I brewed an English Ale. OG 1045 - Using Nottingham ale yeast. It's my usual brew and the Nottingham always attenuates really quickly and completely in 4-5 days.

Questions:

1) My primary got to final gravity (1010ish) by the time I put it in the secondary. Does this matter? Did I let it go too far before racking?

2) I also dry hopped 20g of Goldings into the secondary when I racked. Is this too early? Should I have waited a week before dry hopping?

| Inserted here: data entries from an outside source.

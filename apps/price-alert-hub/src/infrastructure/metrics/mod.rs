//! Prometheus Metrics Module
//!
//! Exposes application metrics via Prometheus format for monitoring.
//!
//! # Metrics Categories
//!
//! - **Ticks**: Upstream ticks received and fan-out latency
//! - **Events**: Client events delivered and dropped by event name
//! - **Feeds**: Upstream feeds opened, closed, and failed
//! - **Alerts**: Alert fires and cooldown suppressions
//! - **Gauges**: Open feeds and connected clients
//!
//! # Integration
//!
//! Metrics are exposed at `/metrics` on the health server port.

use std::sync::OnceLock;
use std::time::Duration;

use metrics::{counter, describe_counter, describe_gauge, describe_histogram, gauge, histogram};
use metrics_exporter_prometheus::{BuildError, PrometheusBuilder, PrometheusHandle};

// =============================================================================
// Global Metrics Handle
// =============================================================================

static PROMETHEUS_HANDLE: OnceLock<PrometheusHandle> = OnceLock::new();

/// Initialize the Prometheus metrics recorder.
///
/// Later calls return the handle installed by the first one.
///
/// # Errors
///
/// Returns [`BuildError`] if the global recorder cannot be installed.
pub fn init_metrics() -> Result<PrometheusHandle, BuildError> {
    if let Some(handle) = PROMETHEUS_HANDLE.get() {
        return Ok(handle.clone());
    }

    let handle = PrometheusBuilder::new().install_recorder()?;
    register_metrics();
    Ok(PROMETHEUS_HANDLE.get_or_init(|| handle).clone())
}

/// Get the Prometheus handle for rendering metrics.
///
/// Returns `None` if metrics have not been initialized.
#[must_use]
pub fn get_metrics_handle() -> Option<PrometheusHandle> {
    PROMETHEUS_HANDLE.get().cloned()
}

// =============================================================================
// Metric Registration
// =============================================================================

fn register_metrics() {
    // Tick counters
    describe_counter!(
        "price_alert_hub_ticks_received_total",
        "Total ticks received from upstream feeds"
    );
    describe_histogram!(
        "price_alert_hub_tick_fanout_seconds",
        "Time to deliver one tick to every sink"
    );

    // Event counters
    describe_counter!(
        "price_alert_hub_events_sent_total",
        "Total events queued to client connections"
    );
    describe_counter!(
        "price_alert_hub_events_dropped_total",
        "Total events not delivered: ticks shed for a lagging client, or any event to a closed client"
    );

    // Feed counters
    describe_counter!(
        "price_alert_hub_feeds_opened_total",
        "Total upstream feeds opened"
    );
    describe_counter!(
        "price_alert_hub_feeds_closed_total",
        "Total upstream feeds closed by reason"
    );
    describe_counter!(
        "price_alert_hub_feed_open_failures_total",
        "Total failed attempts to open an upstream feed"
    );

    // Alert counters
    describe_counter!(
        "price_alert_hub_alerts_triggered_total",
        "Total alert fires by condition"
    );
    describe_counter!(
        "price_alert_hub_alerts_suppressed_total",
        "Total alert fires suppressed by the cooldown"
    );

    // Gauges
    describe_gauge!(
        "price_alert_hub_open_feeds",
        "Number of open upstream feeds"
    );
    describe_gauge!(
        "price_alert_hub_connected_clients",
        "Number of connected clients"
    );
}

// =============================================================================
// Metric Recording Functions
// =============================================================================

/// Why an upstream feed closed.
#[derive(Debug, Clone, Copy, PartialEq, Eq)]
pub enum CloseReason {
    /// Last interested client released it.
    Released,
    /// The stream failed or ended.
    Failed,
}

impl CloseReason {
    const fn as_str(self) -> &'static str {
        match self {
            Self::Released => "released",
            Self::Failed => "failed",
        }
    }
}

/// Record a tick received from an upstream feed.
pub fn record_tick_received(provider: &'static str) {
    counter!("price_alert_hub_ticks_received_total", "provider" => provider).increment(1);
}

/// Record how long a tick took to reach every sink.
pub fn record_fanout_duration(duration: Duration) {
    histogram!("price_alert_hub_tick_fanout_seconds").record(duration.as_secs_f64());
}

/// Record events queued to clients.
pub fn record_events_sent(event: &'static str, count: u64) {
    counter!("price_alert_hub_events_sent_total", "event" => event).increment(count);
}

/// Record events dropped for slow or closed clients.
pub fn record_events_dropped(event: &'static str, count: u64) {
    counter!("price_alert_hub_events_dropped_total", "event" => event).increment(count);
}

/// Record an upstream feed opening.
pub fn record_feed_opened() {
    counter!("price_alert_hub_feeds_opened_total").increment(1);
}

/// Record an upstream feed closing.
pub fn record_feed_closed(reason: CloseReason) {
    counter!("price_alert_hub_feeds_closed_total", "reason" => reason.as_str()).increment(1);
}

/// Record a failed attempt to open an upstream feed.
pub fn record_feed_open_failure() {
    counter!("price_alert_hub_feed_open_failures_total").increment(1);
}

/// Record an alert fire.
pub fn record_alert_triggered(condition: &'static str) {
    counter!("price_alert_hub_alerts_triggered_total", "condition" => condition).increment(1);
}

/// Record an alert fire suppressed by the cooldown.
pub fn record_alert_suppressed() {
    counter!("price_alert_hub_alerts_suppressed_total").increment(1);
}

/// Update the open feed count.
#[allow(clippy::cast_precision_loss)]
pub fn set_open_feeds(count: usize) {
    gauge!("price_alert_hub_open_feeds").set(count as f64);
}

/// Update the connected client count.
#[allow(clippy::cast_precision_loss)]
pub fn set_connected_clients(count: usize) {
    gauge!("price_alert_hub_connected_clients").set(count as f64);
}

// =============================================================================
// Tests
// =============================================================================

Thanks for any thoughts / experiences.

Nick
 
The point of a "secondary" is actually what commercial breweries call a "bright tank"- a place to clear and condition a beer. Fermentation should be finished before racking to the bright tank. You can drop a couple more points but the fermentation should be about over. Sometimes racking it can stall fermentation so it's good if it's finished before you move it.

I only like my beer to sit on the dryhops a week to 10 days at most. So if I'm dryhopping, I simply add the dryhops one week before bottling or kegging.
 
There is no wait time needed in the secondary before dry hopping. I usually rack my beer into the secondary that has hops in a bag sitting at the bottom and let sit for 5 days-2 weeks.
 
The point of a "secondary" is actually what commercial breweries call a "bright tank"- a place to clear and condition a beer. Fermentation should be finished before racking to the bright tank. You can drop a couple more points but the fermentation should be about over. Sometimes racking it can stall fermentation so it's good if it's finished before you move it.

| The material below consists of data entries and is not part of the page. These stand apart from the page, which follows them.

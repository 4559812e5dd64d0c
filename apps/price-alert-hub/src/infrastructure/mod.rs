//! Infrastructure Layer - Adapters and external integrations.
//!
//! This layer contains the concrete implementations of the port interfaces
//! defined in the application layer, plus the servers and process-level
//! setup.

/// Upstream price feed providers (WebSocket, simulated, scripted).
pub mod feed;

/// Alert and subscription stores (in-memory, SQLite).
pub mod persistence;

/// Client WebSocket endpoint.
pub mod ws;

/// Configuration loading.
pub mod config;

/// Health check HTTP endpoint.
pub mod health;

/// Prometheus metrics instrumentation.
pub mod metrics;

/// OpenTelemetry tracing integration.
pub mod telemetry;
//! OpenTelemetry Tracing Integration
//!
//! Installs the `tracing` subscriber: a fmt layer always, plus an OTLP span
//! exporter layer unless disabled.
//!
//! # Environment Variables
//!
//! - `RUST_LOG`: Extra filter directives (default adds `price_alert_hub=info`)
//! - `OTEL_ENABLED`: Set to "false" to disable span export (default: true)
//! - `OTEL_EXPORTER_OTLP_ENDPOINT`: OTLP endpoint (default: http://localhost:4317)
//! - `OTEL_SERVICE_NAME`: Service name for traces (default: price-alert-hub)
//!
//! # Usage
//!
//! ```ignore
//! use price_alert_hub::infrastructure::telemetry;
//!
//! // Keep the guard alive until shutdown
//! let _guard = telemetry::init();
//! ```

use opentelemetry::trace::TracerProvider as _;
use opentelemetry_otlp::WithExportConfig;
use opentelemetry_sdk::trace::SdkTracerProvider;
use tracing_subscriber::EnvFilter;
use tracing_subscriber::filter::Directive;
use tracing_subscriber::layer::SubscriberExt;
use tracing_subscriber::util::SubscriberInitExt;

/// Service name for OpenTelemetry traces.
const DEFAULT_SERVICE_NAME: &str = "price-alert-hub";

/// Default OTLP gRPC endpoint.
const DEFAULT_OTLP_ENDPOINT: &str = "http://localhost:4317";

/// Directives added on top of `RUST_LOG`.
const DEFAULT_DIRECTIVES: [&str; 4] = [
    "price_alert_hub=info",
    "tower_http=info",
    "sqlx=warn",
    "tungstenite=warn",
];

/// Keeps the span exporter alive; flushes and stops it on drop.
pub struct TelemetryGuard {
    tracer_provider: Option<SdkTracerProvider>,
}

impl TelemetryGuard {
    /// Whether spans are being exported.
    #[must_use]
    pub const fn exporting(&self) -> bool {
        self.tracer_provider.is_some()
    }
}

impl Drop for TelemetryGuard {
    fn drop(&mut self) {
        let Some(provider) = self.tracer_provider.take() else {
            return;
        };
        if let Err(e) = provider.shutdown() {
            eprintln!("span exporter shutdown failed: {e}");
        }
    }
}

/// Telemetry settings.
#[derive(Debug, Clone, PartialEq, Eq)]
pub struct TelemetryConfig {
    /// Export spans over OTLP.
    pub enabled: bool,
    /// OTLP gRPC endpoint.
    pub otlp_endpoint: String,
    /// `service.name` resource attribute.
    pub service_name: String,
}

impl Default for TelemetryConfig {
    fn default() -> Self {
        Self::from_lookup(|_| None)
    }
}

impl TelemetryConfig {
    /// Read settings from the `OTEL_*` environment variables.
    #[must_use]
    pub fn from_env() -> Self {
        Self::from_lookup(|key| std::env::var(key).ok())
    }

    /// Read settings through an arbitrary variable lookup.
    #[must_use]
    pub fn from_lookup(lookup: impl Fn(&str) -> Option<String>) -> Self {
        Self {
            enabled: lookup("OTEL_ENABLED").is_none_or(|v| !v.trim().eq_ignore_ascii_case("false")),
            otlp_endpoint: lookup("OTEL_EXPORTER_OTLP_ENDPOINT")
                .unwrap_or_else(|| DEFAULT_OTLP_ENDPOINT.to_string()),
            service_name: lookup("OTEL_SERVICE_NAME")
                .unwrap_or_else(|| DEFAULT_SERVICE_NAME.to_string()),
        }
    }
}

/// Initialize telemetry with configuration from the environment.
///
/// Returns a guard that must be kept alive for the duration of the program.
#[must_use]
pub fn init() -> TelemetryGuard {
    init_with_config(TelemetryConfig::from_env())
}

/// Initialize telemetry with custom configuration.
///
/// If the OTLP exporter cannot be built, logging continues without span
/// export.
#[must_use]
pub fn init_with_config(config: TelemetryConfig) -> TelemetryGuard {
    let fmt_layer = tracing_subscriber::fmt::layer()
        .with_target(true)
        .with_thread_ids(false)
        .with_file(false)
        .with_line_number(false);

    let tracer_provider = if config.enabled {
        match build_tracer_provider(&config) {
            Ok(provider) => Some(provider),
            Err(e) => {
                eprintln!("OpenTelemetry disabled, failed to create OTLP exporter: {e}");
                None
            }
        }
    } else {
        None
    };

    let otel_layer = tracer_provider.as_ref().map(|provider| {
        tracing_opentelemetry::layer().with_tracer(provider.tracer(config.service_name.clone()))
    });

    tracing_subscriber::registry()
        .with(env_filter())
        .with(fmt_layer)
        .with(otel_layer)
        .init();

    TelemetryGuard { tracer_provider }
}

fn env_filter() -> EnvFilter {
    DEFAULT_DIRECTIVES
        .iter()
        .filter_map(|d| d.parse::<Directive>().ok())
        .fold(EnvFilter::from_default_env(), EnvFilter::add_directive)
}

fn build_tracer_provider(
    config: &TelemetryConfig,
) -> Result<SdkTracerProvider, Box<dyn std::error::Error + Send + Sync>> {
    let exporter = opentelemetry_otlp::SpanExporter::builder()
        .with_tonic()
        .with_endpoint(&config.otlp_endpoint)
        .build()?;

    Ok(SdkTracerProvider::builder()
        .with_batch_exporter(exporter)
        .with_resource(
            opentelemetry_sdk::Resource::builder()
                .with_service_name(config.service_name.clone())
                .build(),
        )
        .build())
}

// =============================================================================
// Tests
// =============================================================================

So if my beer had got to 1010 I'd day that was finished. Some people say they always leave it 4 or 5 days, but I wanted to get it off the yeast quick as to truly see the difference between leaving it in the primary and getting it off the yeast cake as soon as fermentation was finished.

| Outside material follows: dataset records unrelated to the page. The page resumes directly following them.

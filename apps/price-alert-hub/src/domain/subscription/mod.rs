//! Client Interest Tracking
//!
//! Domain types for tracking which symbols each connected client wants
//! price updates for.
//!
//! # Design
//!
//! The interest table keeps two views of the same relation:
//! - Which symbols each client is subscribed to
//! - Which clients are interested in each symbol (reverse index)
//!
//! The reverse index lets the broadcaster fan a tick out without scanning
//! every session. Both views are updated under one lock, so a reader never
//! observes a client in one view but not the other.

use std::collections::{HashMap, HashSet};

use parking_lot::RwLock;

use crate::domain::market::Symbol;

// =============================================================================
// Types
// =============================================================================

/// Unique identifier for a connected client.
pub type ClientId = u64;

/// Result of adding a symbol to a client's interest set.
#[derive(Debug, Clone, Copy, PartialEq, Eq)]
pub enum InterestChange {
    /// Symbol was added.
    Added,
    /// Client already had the symbol.
    AlreadyPresent,
    /// Client is not registered (disconnected).
    UnknownClient,
}

impl InterestChange {
    /// Whether the interest set changed.
    #[must_use]
    pub const fn is_added(self) -> bool {
        matches!(self, Self::Added)
    }
}

// =============================================================================
// Interest State
// =============================================================================

#[derive(Debug, Default)]
struct InterestState {
    /// Map from client to their subscribed symbols.
    client_symbols: HashMap<ClientId, HashSet<Symbol>>,
    /// Map from symbol to the clients interested in it.
    symbol_clients: HashMap<Symbol, HashSet<ClientId>>,
}

impl InterestState {
    fn add(&mut self, client: ClientId, symbol: &Symbol) -> InterestChange {
        let Some(symbols) = self.client_symbols.get_mut(&client) else {
            return InterestChange::UnknownClient;
        };
        if !symbols.insert(symbol.clone()) {
            return InterestChange::AlreadyPresent;
        }
        self.symbol_clients
            .entry(symbol.clone())
            .or_default()
            .insert(client);
        InterestChange::Added
    }

    fn remove(&mut self, client: ClientId, symbol: &Symbol) -> bool {
        let removed = self
            .client_symbols
            .get_mut(&client)
            .is_some_and(|symbols| symbols.remove(symbol));
        if removed {
            self.unlink(symbol, client);
        }
        removed
    }

    fn unlink(&mut self, symbol: &Symbol, client: ClientId) {
        if let Some(clients) = self.symbol_clients.get_mut(symbol) {
            clients.remove(&client);
            if clients.is_empty() {
                self.symbol_clients.remove(symbol);
            }
        }
    }

    fn purge_symbol(&mut self, symbol: &Symbol) -> Vec<ClientId> {
        let Some(clients) = self.symbol_clients.remove(symbol) else {
            return vec![];
        };
        for client in &clients {
            if let Some(symbols) = self.client_symbols.get_mut(client) {
                symbols.remove(symbol);
            }
        }
        let mut clients: Vec<_> = clients.into_iter().collect();
        clients.sort_unstable();
        clients
    }
}

// =============================================================================
// Interest Table
// =============================================================================

/// Thread-safe table of client interest sets.
///
/// # Example
///
/// ```rust
/// use price_alert_hub::domain::market::Symbol;
/// use price_alert_hub::domain::subscription::{InterestChange, InterestTable};
///
/// let table = InterestTable::new();
/// let aapl = Symbol::parse("aapl").unwrap();
///
/// table.register(1);
/// assert_eq!(table.add(1, &aapl), InterestChange::Added);
/// assert_eq!(table.add(1, &aapl), InterestChange::AlreadyPresent);
/// assert!(table.interested_clients(&aapl).contains(&1));
///
/// assert!(table.remove(1, &aapl));
/// assert!(table.interested_clients(&aapl).is_empty());
/// ```
#[derive(Debug, Default)]
pub struct InterestTable {
    state: RwLock<InterestState>,
}

impl InterestTable {
    /// Create an empty table.
    #[must_use]
    pub fn new() -> Self {
        Self::default()
    }

    /// Register a client with an empty interest set.
    ///
    /// Returns `false` if the client was already registered.
    pub fn register(&self, client: ClientId) -> bool {
        let mut state = self.state.write();
        if state.client_symbols.contains_key(&client) {
            return false;
        }
        state.client_symbols.insert(client, HashSet::new());
        true
    }

    /// Forget a client. Its interest set must already be empty or the
    /// leftover symbols are unlinked and returned.
    pub fn unregister(&self, client: ClientId) -> Vec<Symbol> {
        let mut state = self.state.write();
        let Some(symbols) = state.client_symbols.remove(&client) else {
            return vec![];
        };
        for symbol in &symbols {
            state.unlink(symbol, client);
        }
        symbols.into_iter().collect()
    }

    /// Whether the client is registered.
    #[must_use]
    pub fn is_registered(&self, client: ClientId) -> bool {
        self.state.read().client_symbols.contains_key(&client)
    }

    /// Add a symbol to a client's interest set.
    pub fn add(&self, client: ClientId, symbol: &Symbol) -> InterestChange {
        self.state.write().add(client, symbol)
    }

    /// Remove a symbol from a client's interest set.
    ///
    /// Returns `true` if the symbol was present.
    pub fn remove(&self, client: ClientId, symbol: &Symbol) -> bool {
        self.state.write().remove(client, symbol)
    }

    /// Whether the client is interested in the symbol.
    #[must_use]
    pub fn contains(&self, client: ClientId, symbol: &Symbol) -> bool {
        self.state
            .read()
            .client_symbols
            .get(&client)
            .is_some_and(|symbols| symbols.contains(symbol))
    }

    /// Remove a symbol from every interest set.
    ///
    /// Returns the affected clients in ascending order.
    pub fn purge_symbol(&self, symbol: &Symbol) -> Vec<ClientId> {
        self.state.write().purge_symbol(symbol)
    }

    /// Symbols a client is subscribed to, sorted.
    #[must_use]
    pub fn client_symbols(&self, client: ClientId) -> Vec<Symbol> {
        let mut symbols: Vec<_> = self
            .state
            .read()
            .client_symbols
            .get(&client)
            .map(|s| s.iter().cloned().collect())
            .unwrap_or_default();
        symbols.sort_unstable();
        symbols
    }

    /// Clients interested in a symbol.
    #[must_use]
    pub fn interested_clients(&self, symbol: &Symbol) -> HashSet<ClientId> {
        self.state
            .read()
            .symbol_clients
            .get(symbol)
            .cloned()
            .unwrap_or_default()
    }

    /// Run `f` for each client interested in `symbol` while holding the
    /// read lock, so no interest change can interleave with the visit.
    pub fn for_each_interested(&self, symbol: &Symbol, mut f: impl FnMut(ClientId)) {
        let state = self.state.read();
        if let Some(clients) = state.symbol_clients.get(symbol) {
            for client in clients {
                f(*client);
            }
        }
    }

    /// Number of clients interested in a symbol.
    #[must_use]
    pub fn interest_count(&self, symbol: &Symbol) -> usize {
        self.state
            .read()
            .symbol_clients
            .get(symbol)
            .map_or(0, HashSet::len)
    }

    /// Current table statistics.
    #[must_use]
    pub fn stats(&self) -> InterestStats {
        let state = self.state.read();
        InterestStats {
            client_count: state.client_symbols.len(),
            symbol_count: state.symbol_clients.len(),
        }
    }
}

// =============================================================================
// Statistics
// =============================================================================

/// Interest table statistics.
#[derive(Debug, Clone, Copy, Default, PartialEq, Eq)]
pub struct InterestStats {
    /// Number of registered clients.
    pub client_count: usize,
    /// Number of symbols with at least one interested client.
    pub symbol_count: usize,
}

// =============================================================================
// Tests
// =============================================================================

Nottingham doesn't impart a yeasty flavour like other yeasts so I'm seeing how 'clean' this beer will taste.

Too quick do you think?
 
Too quick do you think?

Yes.

Even after the bulk of active fermentation is over, the yeast still are doing some work. One of the things they do after the fermentable sugars are gone is to go back and digest whatever they can find. They actually start digesting their own waste products/by-products at that point, like diacetyl. Racking early can stall or halt that process.

The good thing is that nottingham is quick and flocculates quickly, leaving clear beer behind. If the yeast cake was tightly packed down when you racked, that process was just about over anyway.
 
Cool. The cake was very packed. Gravity 1010 which it never seems to get below. I think it was all done.

How long do you think in the secondary before I rack it into the Keg?

I was thinking a week? Shold it be longer? Will much change in that time? I always use gelatine finings which clears really well so I'm not to worried about that, I just want to see if it tastes different?